Judge Jones had before him a petition by a Vernor, an eBay auctioneer, seeking a declaratory judgment that his proposed auction of a copy of Autodesk’s Autocad software was lawful. Vernor pointed to DMCA takedown notices issued by Autodesk with respect to prior auctions of the same software in asserting the need for a declaratory judgment. Vernor asserted that he purchased of the software from a company that lawfully acquired it from Autodesk, and that consequently he was the “owner of a …. copy” of the software under §109(a) of the Copyright Act, which allows the owner of a copy to “sell or otherwise dispose of” the copy without permission of the copyright owner.
Autodesk disputed that Vernor is the owner of a copy of the software, pointing to the license agreement accompanying the software which grants a “nonexclusive, nontransferable license to use the enclosed program … according to the terms and conditions herein.” Those conditions included a further prohibition on the rental, lease or transfer of the software without the consent of Autodesk.
Relying on United States v. Wise, 550 F.2d 1180 (9th Cir. 1977), the District Court in Vernor v. Autodesk concluded that the original transaction between Autodesk and Vernor’s transferor constituted a sale, based on a comparison with the transactions found to be sales in Wise.
However, the District Court also noted three subsequent rulings in the Ninth Circuit that, while not expressly overruling United States v. Wise, reached conclusions contrary to it. One of those rulings is MAI Systems Corp. v. Peak Computer, Inc., 991 F.2d 511 (9th Cir. 1993), an often cited ruling in which another panel of the Ninth Circuit concluded in rather broad terms, without referencing Wise, that software licensees do not qualify as owners.

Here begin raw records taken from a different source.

//! Distro adapters: OS-image bootstrap and package operations.
//!
//! The lifecycle manager drives each adapter as a black box through the
//! [`DistroAdapter`] capability interface. Each step is one blocking
//! external-command invocation; a non-zero exit is terminal for the calling
//! operation (the lifecycle manager runs its own rollback, adapters never
//! retry).
//!
//! Selection happens once, at configuration-load time, through
//! [`DistroKind::adapter`]. The [`Adapter`] enum keeps dispatch tagged per
//! distro; nothing downstream switches on strings.

mod debian;
mod fedora;

pub use debian::DebianAdapter;
pub use fedora::FedoraAdapter;

use std::process::Command;

use tracing::debug;

use crate::config::DistroKind;
use crate::error::RootError;
use crate::root::Root;

/// Capability interface every distro adapter provides.
pub trait DistroAdapter {
    /// Populates an empty root directory with a base OS image.
    fn bootstrap(
        &self,
        root: &Root,
        arch: Option<&str>,
        mirror: Option<&str>,
    ) -> Result<(), RootError>;

    /// Refreshes package indexes and applies pending upgrades inside the
    /// root.
    fn update_packages(&self, root: &Root) -> Result<(), RootError>;

    /// Installs `packages` inside the root.
    fn install_packages(&self, root: &Root, packages: &[String]) -> Result<(), RootError>;

    /// Drops package-manager caches inside the root.
    fn clean_packages(&self, root: &Root) -> Result<(), RootError>;
}

/// Tagged adapter variants, one per supported distro.
#[derive(Debug, Clone, Copy)]
pub enum Adapter {
    Debian(DebianAdapter),
    Fedora(FedoraAdapter),
}

impl DistroKind {
    /// Returns the adapter implementing this distro's operations.
    #[must_use]
    pub fn adapter(self) -> Adapter {
        match self {
            Self::Debian => Adapter::Debian(DebianAdapter),
            Self::Fedora => Adapter::Fedora(FedoraAdapter),
        }
    }
}

impl DistroAdapter for Adapter {
    fn bootstrap(
        &self,
        root: &Root,
        arch: Option<&str>,
        mirror: Option<&str>,
    ) -> Result<(), RootError> {
        match self {
            Self::Debian(adapter) => adapter.bootstrap(root, arch, mirror),
            Self::Fedora(adapter) => adapter.bootstrap(root, arch, mirror),
        }
    }

    fn update_packages(&self, root: &Root) -> Result<(), RootError> {
        match self {
            Self::Debian(adapter) => adapter.update_packages(root),
            Self::Fedora(adapter) => adapter.update_packages(root),
        }
    }

    fn install_packages(&self, root: &Root, packages: &[String]) -> Result<(), RootError> {
        match self {
            Self::Debian(adapter) => adapter.install_packages(root, packages),
            Self::Fedora(adapter) => adapter.install_packages(root, packages),
        }
    }

    fn clean_packages(&self, root: &Root) -> Result<(), RootError> {
        match self {
            Self::Debian(adapter) => adapter.clean_packages(root),
            Self::Fedora(adapter) => adapter.clean_packages(root),
        }
    }
}

/// Runs a host command to completion, mapping any failure to an adapter
/// error.
pub(crate) fn run_host_command(program: &str, args: &[String]) -> Result<(), RootError> {
    debug!(program, ?args, "running adapter host command");

    let status = Command::new(program)
        .args(args)
        .status()
        .map_err(|e| RootError::Adapter {
            command: program.to_string(),
            detail: e.to_string(),
        })?;

    if status.success() {
        Ok(())
    } else {
        Err(RootError::Adapter {
            command: format!("{program} {}", args.join(" ")),
            detail: format!("exited with {status}"),
        })
    }
}

/// Runs a command as root inside the build root, mapping a failing exit to
/// an adapter error.
pub(crate) fn run_in_root(root: &Root, command: &str) -> Result<(), RootError> {
    if root.run(command, true)? {
        Ok(())
    } else {
        Err(RootError::Adapter {
            command: command.to_string(),
            detail: "exited with failure".to_string(),
        })
    }
}

#[cfg(test)]
mod tests {
    use super::*;

    #[test]
    fn test_adapter_selection_is_tagged() {
        assert!(matches!(DistroKind::Debian.adapter(), Adapter::Debian(_)));
        assert!(matches!(DistroKind::Fedora.adapter(), Adapter::Fedora(_)));
    }
}
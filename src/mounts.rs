//! Mount table resolution and bind-mount plumbing.
//!
//! The resolver computes, from the configuration and the current host
//! filesystem state, the ordered set of host path to root path bind mounts a
//! build root needs while active. Ordering is part of the contract:
//! user-declared mounts come first, the fixed system mounts after, and
//! deactivation unmounts in exact reverse so nested mounts are released
//! before their parents.
//!
//! The table is recomputed on every activation and deactivation; the host
//! mount table (`/proc/mounts`) is the only source of truth for what is
//! currently mounted. There is no cached "activated" flag to go stale.

use std::fs;
use std::path::{Path, PathBuf};

use nix::mount::{mount, umount2, MntFlags, MsFlags};
use tracing::{debug, trace, warn};

use crate::config::RootConfig;
use crate::error::RootError;

/// Fixed system sources bind-mounted into every active build root, in mount
/// order. Each is included only when present on the host.
const SYSTEM_MOUNT_SOURCES: &[&str] = &[
    "/dev",
    "/dev/pts",
    "/sys",
    "/proc",
    "/tmp",
    "/var/run/dbus",
    "/run/udev",
];

/// An ordered host-to-root bind mount.
#[derive(Debug, Clone, PartialEq, Eq)]
pub struct MountEntry {
    /// Absolute path on the host.
    pub source: PathBuf,
    /// Destination inside the build root.
    pub dest: PathBuf,
}

/// Picks the host's shared-memory path.
///
/// Hosts expose exactly one of the two candidates; mounting the one that
/// does not exist would fail, so the choice is a predicate on host state.
#[must_use]
pub fn shm_source() -> &'static str {
    if Path::new("/run/shm").exists() {
        "/run/shm"
    } else {
        "/dev/shm"
    }
}

/// Computes the ordered mount table for a build root.
///
/// User mounts first (sources made absolute, destinations joined under
/// `root_path`), then the fixed system sources in their fixed sequence,
/// each re-rooted under `root_path` and included only if it exists on the
/// host. Pure function of the configuration and host `stat` results; no
/// side effects.
#[must_use]
pub fn resolve_mounts(config: &RootConfig, root_path: &Path) -> Vec<MountEntry> {
    let mut entries = Vec::new();

    for (source, dest) in &config.user_mounts {
        entries.push(MountEntry {
            source: crate::config::absolutize(source),
            dest: root_path.join(strip_leading_root(dest)),
        });
    }

    for source in SYSTEM_MOUNT_SOURCES
        .iter()
        .copied()
        .chain(std::iter::once(shm_source()))
    {
        let source = Path::new(source);
        if source.exists() {
            entries.push(MountEntry {
                source: source.to_path_buf(),
                dest: root_path.join(strip_leading_root(source)),
            });
        }
    }

    entries
}

fn strip_leading_root(path: &Path) -> &Path {
    path.strip_prefix("/").unwrap_or(path)
}

/// Returns the destinations currently present in the host mount table.
///
/// # Errors
///
/// Returns `RootError::Io` if `/proc/mounts` cannot be read.
pub fn mounted_points() -> Result<Vec<PathBuf>, RootError> {
    let mounts = fs::read_to_string("/proc/mounts").map_err(|e| RootError::Io {
        context: "failed to read /proc/mounts".to_string(),
        source: e,
    })?;

    Ok(parse_mounted_points(&mounts))
}

/// Extracts mount points from `/proc/mounts` content.
///
/// Format: `device mount_point fs_type options ...` per line. Whitespace in
/// mount points is octal-escaped (`\040`), which is decoded so paths
/// compare correctly against the resolved table.
fn parse_mounted_points(mounts: &str) -> Vec<PathBuf> {
    mounts
        .lines()
        .filter_map(|line| line.split_whitespace().nth(1))
        .map(|field| PathBuf::from(unescape_mount_field(field)))
        .collect()
}

fn unescape_mount_field(field: &str) -> String {
    let mut out = String::with_capacity(field.len());
    let mut chars = field.chars();

    while let Some(c) = chars.next() {
        if c != '\\' {
            out.push(c);
            continue;
        }

        let digits: String = chars.by_ref().take(3).collect();
        match u8::from_str_radix(&digits, 8) {
            Ok(byte) => out.push(byte as char),
            Err(_) => {
                out.push('\\');
                out.push_str(&digits);
            }
        }
    }

    out
}

/// Bind-mounts `source` onto `dest`.
///
/// # Errors
///
/// Returns `RootError::Mount` if the mount syscall fails.
pub fn bind_mount(source: &Path, dest: &Path) -> Result<(), RootError> {
    trace!(source = %source.display(), dest = %dest.display(), "bind mounting");

    mount(
        Some(source),
        dest,
        None::<&str>,
        MsFlags::MS_BIND,
        None::<&str>,
    )
    .map_err(|e| RootError::Mount {
        host_path: source.to_path_buf(),
        target: dest.to_path_buf(),
        errno: std::io::Error::from_raw_os_error(e as i32),
    })
}

/// Unmounts `target`, falling back to a lazy unmount if the plain one fails.
///
/// # Errors
///
/// Returns `RootError::Unmount` if both attempts fail.
pub fn unmount(target: &Path) -> Result<(), RootError> {
    trace!(target = %target.display(), "unmounting");

    match umount2(target, MntFlags::empty()) {
        Ok(()) => Ok(()),
        Err(e) => {
            warn!(target = %target.display(), error = %e, "unmount failed, trying lazy unmount");

            umount2(target, MntFlags::MNT_DETACH).map_err(|e| RootError::Unmount {
                target: target.to_path_buf(),
                errno: std::io::Error::from_raw_os_error(e as i32),
            })?;

            debug!(target = %target.display(), "unmounted with MNT_DETACH");
            Ok(())
        }
    }
}
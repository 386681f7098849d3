//! Termination of processes still running inside a build root.
//!
//! Unmounting fails with EBUSY while any process keeps the root as its
//! filesystem root, so deactivation reaps first: every live pid is checked
//! via its `/proc/<pid>/root` link and matching processes get SIGTERM.
//!
//! The scan must run to completion. A process that exits between
//! enumeration and the readlink is skipped silently; a signal that cannot
//! be delivered is logged and skipped. Neither aborts the reap.

use std::fs;
use std::path::{Path, PathBuf};

use nix::sys::signal::{kill, Signal};
use nix::unistd::Pid;
use tracing::{debug, instrument, warn};

/// Sends SIGTERM to every process whose filesystem root is `root_path`.
///
/// Returns the number of processes signalled.
#[instrument(fields(root_path = %root_path.display()))]
pub fn reap(root_path: &Path) -> usize {
    let Ok(entries) = fs::read_dir("/proc") else {
        warn!("failed to enumerate /proc, skipping reap");
        return 0;
    };

    let mut signalled = 0;

    for entry in entries.filter_map(|e| e.ok()) {
        let Some(pid) = entry
            .file_name()
            .to_str()
            .and_then(|name| name.parse::<i32>().ok())
        else {
            continue;
        };

        if process_root(pid).as_deref() != Some(root_path) {
            continue;
        }

        debug!(pid, "terminating process chrooted into build root");
        match kill(Pid::from_raw(pid), Signal::SIGTERM) {
            Ok(()) => signalled += 1,
            Err(e) => warn!(pid, error = %e, "failed to signal process"),
        }
    }

    signalled
}

/// Resolves the filesystem root of a process, `None` if it cannot be read
/// (the process exited, or it is not ours to inspect).
fn process_root(pid: i32) -> Option<PathBuf> {
    fs::read_link(format!("/proc/{pid}/root")).ok()
}

#[cfg(test)]
mod tests {
    use super::*;

    #[test]
    fn test_reap_on_unused_path_signals_nothing() {
        let dir = tempfile::tempdir().expect("failed to create tempdir");
        assert_eq!(reap(dir.path()), 0);
    }

    #[test]
    fn test_own_process_root_is_resolvable() {
        let root = process_root(std::process::id() as i32);
        assert_eq!(root, Some(PathBuf::from("/")));
    }

    #[test]
    fn test_missing_process_root_is_none() {
        // Pid 0 never has a /proc entry.
        assert_eq!(process_root(0), None);
    }
}
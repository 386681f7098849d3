//! Distribution and fetch of prebuilt build-root images.
//!
//! A build root takes long to create from scratch, so a finished tree can
//! be archived (`distribute`) and re-created elsewhere by download and
//! extraction (`fetch`). The wrinkle is identity: the root's directory name
//! embeds a hash of the producing host's configuration path, so an archive
//! never extracts verbatim. Entry paths are remapped onto the locally
//! computed root path instead.

use std::fs::{self, File};
use std::io;
use std::path::{Component, Path, PathBuf};

use flate2::read::GzDecoder;
use flate2::write::GzEncoder;
use flate2::Compression;
use tracing::{debug, info, instrument};

use crate::config::PATH_HASH_LEN;
use crate::error::{Result, RootError, TransferError};
use crate::root::{RemoveDirOnDrop, Root};

/// Removes a scratch file on drop, success or failure.
struct RemoveFileOnDrop<'a> {
    path: &'a Path,
}

impl Drop for RemoveFileOnDrop<'_> {
    fn drop(&mut self) {
        let _ = fs::remove_file(self.path);
    }
}

impl Root {
    /// Archives the build root into `<name>-rootbox.tar.gz` in the current
    /// directory and returns the archive path.
    ///
    /// # Errors
    ///
    /// Returns `RootError::NotFound` if the root does not exist, or a
    /// `TransferError` if archiving fails.
    #[instrument(skip(self), fields(path = %self.path().display()))]
    pub fn distribute(&self) -> Result<PathBuf> {
        self.require_exists()?;

        let archive_path = PathBuf::from(format!("{}-rootbox.tar.gz", self.config().name));
        self.write_archive(&archive_path)?;

        info!(archive = %archive_path.display(), "build root archived");
        Ok(archive_path)
    }

    /// Streams the root tree into a tar.gz archive at `dest`.
    ///
    /// Entries carry the root path stripped of its leading slash, so fetch
    /// on another host can recognize the image directory and remap it.
    fn write_archive(&self, dest: &Path) -> std::result::Result<(), TransferError> {
        let file = File::create(dest).map_err(|e| TransferError::Archive {
            context: format!("failed to create {}", dest.display()),
            source: e,
        })?;

        let encoder = GzEncoder::new(file, Compression::default());
        let mut builder = tar::Builder::new(encoder);
        builder.follow_symlinks(false);

        let prefix = self.path().strip_prefix("/").unwrap_or(self.path());
        builder
            .append_dir_all(prefix, self.path())
            .map_err(|e| TransferError::Archive {
                context: format!("failed to archive {}", self.path().display()),
                source: e,
            })?;

        builder
            .into_inner()
            .and_then(|encoder| encoder.finish())
            .map(drop)
            .map_err(|e| TransferError::Archive {
                context: format!("failed to finish {}", dest.display()),
                source: e,
            })
    }

    /// Downloads and extracts the latest prebuilt image for this
    /// configuration, then stamps the root.
    ///
    /// The remote "latest" pointer at `<url>last-<arch>-<name>` names the
    /// archive to download. The archive lands in a scratch file that is
    /// removed on success or failure; the partially-extracted tree is
    /// removed on failure; the stamp is written only after extraction fully
    /// succeeded.
    ///
    /// # Errors
    ///
    /// Returns `RootError::AlreadyExists` if the root is present,
    /// `TransferError::NoPrebuilt` if the configuration names no image, or
    /// a `TransferError` for network and extraction failures.
    #[instrument(skip(self), fields(path = %self.path().display()))]
    pub fn fetch(&self) -> Result<()> {
        if self.exists() {
            return Err(RootError::AlreadyExists {
                path: self.path().to_path_buf(),
            }
            .into());
        }

        let prebuilt = self
            .config()
            .prebuilt
            .as_ref()
            .ok_or(TransferError::NoPrebuilt)?;

        let archive_name = resolve_latest(&prebuilt.url, &prebuilt.name)?;

        fs::create_dir_all(self.var_dir()).map_err(|e| TransferError::Io {
            context: format!("failed to create {}", self.var_dir().display()),
            source: e,
        })?;

        let scratch_path = self.var_dir().join(&archive_name);
        let _scratch = RemoveFileOnDrop {
            path: &scratch_path,
        };

        download(&format!("{}{}", prebuilt.url, archive_name), &scratch_path)?;

        fs::create_dir_all(self.path()).map_err(|e| TransferError::Io {
            context: format!("failed to create {}", self.path().display()),
            source: e,
        })?;
        let rollback = RemoveDirOnDrop::new(self.path());

        self.extract_archive(&scratch_path)?;

        self.write_stamp()?;
        rollback.disarm();

        info!(path = %self.path().display(), "prebuilt build root fetched");
        Ok(())
    }

    /// Extracts a downloaded archive into the root path, remapping the
    /// archived image directory onto the local one.
    fn extract_archive(&self, archive_path: &Path) -> std::result::Result<(), TransferError> {
        let file = File::open(archive_path).map_err(|e| TransferError::Io {
            context: format!("failed to open {}", archive_path.display()),
            source: e,
        })?;

        let mut archive = tar::Archive::new(GzDecoder::new(file));
        archive.set_preserve_permissions(true);
        archive.set_preserve_mtime(true);
        // Numeric ownership can only be restored by root; in that case the
        // archive's ids are taken verbatim.
        archive.set_preserve_ownerships(nix::unistd::geteuid().is_root());

        let entries = archive.entries().map_err(|e| TransferError::Io {
            context: format!("failed to read {}", archive_path.display()),
            source: e,
        })?;

        for entry in entries {
            let mut entry = entry.map_err(|e| TransferError::Io {
                context: "failed to read archive entry".to_string(),
                source: e,
            })?;

            let entry_path = entry
                .path()
                .map_err(|e| TransferError::Io {
                    context: "archive entry has an unreadable path".to_string(),
                    source: e,
                })?
                .into_owned();

            let Some(relative) = remap_entry_path(&entry_path, &self.config().name) else {
                debug!(entry = %entry_path.display(), "entry outside the image tree, skipping");
                continue;
            };

            if relative.as_os_str().is_empty() {
                // The image directory itself; already created.
                continue;
            }

            if relative.components().any(|c| c == Component::ParentDir) {
                return Err(TransferError::Extract {
                    context: format!("entry escapes the image tree: {}", entry_path.display()),
                });
            }

            let dest = self.path().join(&relative);

            if let Some(parent) = dest.parent() {
                fs::create_dir_all(parent).map_err(|e| TransferError::Io {
                    context: format!("failed to create {}", parent.display()),
                    source: e,
                })?;
            }

            entry.unpack(&dest).map_err(|_| TransferError::Extract {
                context: format!("failed to unpack {}", entry_path.display()),
            })?;
        }

        Ok(())
    }
}

/// Resolves the remote "latest" pointer to an archive file name.
fn resolve_latest(base_url: &str, name: &str) -> std::result::Result<String, TransferError> {
    let url = format!("{}last-{}-{}", base_url, host_arch(), name);
    debug!(%url, "resolving latest prebuilt image");

    let body = reqwest::blocking::get(&url)
        .and_then(reqwest::blocking::Response::error_for_status)
        .and_then(|response| response.text())
        .map_err(|e| TransferError::Download {
            url: url.clone(),
            source: e,
        })?;

    // Keep only the file name; the pointer is remote input and must not
    // steer the scratch path out of the storage directory.
    Path::new(body.trim())
        .file_name()
        .and_then(|n| n.to_str())
        .map(ToString::to_string)
        .ok_or(TransferError::Extract {
            context: format!("latest pointer at {url} is empty"),
        })
}

/// Downloads `url` into `dest`, streaming.
fn download(url: &str, dest: &Path) -> std::result::Result<(), TransferError> {
    debug!(%url, dest = %dest.display(), "downloading archive");

    let mut response = reqwest::blocking::get(url)
        .and_then(reqwest::blocking::Response::error_for_status)
        .map_err(|e| TransferError::Download {
            url: url.to_string(),
            source: e,
        })?;

    let mut file = File::create(dest).map_err(|e| TransferError::Io {
        context: format!("failed to create scratch file: {}", dest.display()),
        source: e,
    })?;

    io::copy(&mut response, &mut file).map_err(|e| TransferError::Io {
        context: format!("failed to write scratch file: {}", dest.display()),
        source: e,
    })?;

    Ok(())
}

/// Strips everything up to and including the archived image directory
/// (`<name>-<hash>`), returning the path below it.
///
/// The archive was produced on a host whose path hash differs, so the
/// prefix cannot be compared literally; the image directory is recognized
/// by shape instead. Returns `None` for entries outside any image
/// directory.
fn remap_entry_path(entry_path: &Path, name: &str) -> Option<PathBuf> {
    let mut components = entry_path.components();

    for component in components.by_ref() {
        let Component::Normal(part) = component else {
            continue;
        };

        if part.to_str().is_some_and(|part| is_image_dir(part, name)) {
            return Some(components.as_path().to_path_buf());
        }
    }

    None
}

fn is_image_dir(component: &str, name: &str) -> bool {
    component
        .strip_prefix(name)
        .and_then(|rest| rest.strip_prefix('-'))
        .is_some_and(|hash| {
            hash.len() == PATH_HASH_LEN && hash.chars().all(|c| c.is_ascii_alphanumeric())
        })
}

fn host_arch() -> String {
    let machine = nix::sys::utsname::uname()
        .map(|info| info.machine().to_string_lossy().into_owned())
        .unwrap_or_else(|_| std::env::consts::ARCH.to_string());

    normalize_arch(&machine)
}

/// 32-bit x86 hosts report finer-grained machine names than the archive
/// naming scheme uses.
fn normalize_arch(machine: &str) -> String {
    match machine {
        "i686" => "i386".to_string(),
        other => other.to_string(),
    }
}

#[cfg(test)]
mod tests {
    use super::*;
    use crate::config::{HostUser, RootConfig};

    fn root_in(var_dir: &Path, config_path: &str) -> Root {
        let mut config: RootConfig = serde_json::from_str(r#"{ "name": "x" }"#).unwrap();
        config.config_path = PathBuf::from(config_path);

        Root::new(config, HostUser { uid: 1000, gid: 1000 }).with_var_dir(var_dir)
    }

    #[test]
    fn test_remap_recognizes_image_dir_with_any_hash() {
        let remapped = remap_entry_path(
            Path::new("var/lib/rootbox/x-Zz9Aa/etc/hostname"),
            "x",
        );
        assert_eq!(remapped, Some(PathBuf::from("etc/hostname")));
    }

    #[test]
    fn test_remap_of_image_dir_itself_is_empty() {
        let remapped = remap_entry_path(Path::new("var/lib/rootbox/x-Zz9Aa"), "x");
        assert_eq!(remapped, Some(PathBuf::new()));
    }

    #[test]
    fn test_remap_rejects_foreign_entries() {
        assert_eq!(remap_entry_path(Path::new("var/lib/other/tree/etc"), "x"), None);
        // Wrong hash length is not an image directory.
        assert_eq!(
            remap_entry_path(Path::new("var/lib/rootbox/x-toolong/etc"), "x"),
            None
        );
        // Name must match exactly up to the separator.
        assert_eq!(
            remap_entry_path(Path::new("var/lib/rootbox/xy-Zz9Aa/etc"), "x"),
            None
        );
    }

    #[test]
    fn test_normalize_arch() {
        assert_eq!(normalize_arch("i686"), "i386");
        assert_eq!(normalize_arch("x86_64"), "x86_64");
        assert_eq!(normalize_arch("aarch64"), "aarch64");
    }

    #[test]
    fn test_archive_roundtrip_remaps_prefix() {
        let producer_dir = tempfile::tempdir().expect("failed to create tempdir");
        let consumer_dir = tempfile::tempdir().expect("failed to create tempdir");

        // Producer: same logical name, different config location, so the
        // two roots get different path hashes.
        let producer = root_in(producer_dir.path(), "/home/producer/rootbox.json");
        let consumer = root_in(consumer_dir.path(), "/home/consumer/rootbox.json");
        assert_ne!(
            producer.path().file_name(),
            consumer.path().file_name(),
            "test requires differing hashes"
        );

        fs::create_dir_all(producer.path().join("etc")).unwrap();
        fs::write(producer.path().join("etc/hostname"), "built-elsewhere\n").unwrap();
        fs::create_dir_all(producer.path().join("usr/bin")).unwrap();
        fs::write(producer.path().join("usr/bin/tool"), "#!/bin/sh\n").unwrap();

        let archive_path = producer_dir.path().join("image.tar.gz");
        producer
            .write_archive(&archive_path)
            .expect("failed to archive");

        fs::create_dir_all(consumer.path()).unwrap();
        consumer
            .extract_archive(&archive_path)
            .expect("failed to extract");

        let hostname = fs::read_to_string(consumer.path().join("etc/hostname")).unwrap();
        assert_eq!(hostname, "built-elsewhere\n");
        assert!(consumer.path().join("usr/bin/tool").exists());
    }
}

Ultimately the District Court decided that because United States v. Wise is the earliest of the three rulings and has never been overruled, the Court was obliged to follow it, even though the three later rulings (the “Mai trio” as the court referred to them) would dictate a contrary result in the case:
If the court were to apply this trio of precedent (the “MAI trio”) to the license before it, it would conclude that Autodesk did not sell AutoCAD copies to CTA. The terms of the Autodesk License are either indistinguishably similar to or more restrictive than the licenses found not to be sales in the MAI trio. Like the defendants in the MAI trio, CTA agreed to restrictions on its use of the software. Compare License: Grant of License (setting forth concurrent use and copying restrictions) with MAI, 991 F.2d at 517 n.3 (same); Wall Data, 447 F.3d at 775 n.5 (same). The restrictions in the License are more severe, because they prohibit resale of the software without Autodesk’s permission. Cf. MAI, 991 F.2d at 517 n.3 (no restrictions on resale); Triad, 64 F.3d at 1333 (requiring owners to pay fee on resale); Wall Data, 447 F.3d at 775 n.5 (no restrictions on resale). If restrictions like those in the MAI trio are sufficient to warrant a “no sale” finding, then the transfer of AutoCAD copies from Autodesk to CTA was not a sale.
It will be interesting to see if the case makes its way to the Ninth Circuit, given how squarely the District Court has queued up the issue of the conflict in the appellate rulings. For now, the District Court ordered further submissions on what will be needed to resolve other issues in the case, including Vernor’s claims of unfair competition against Autodesk.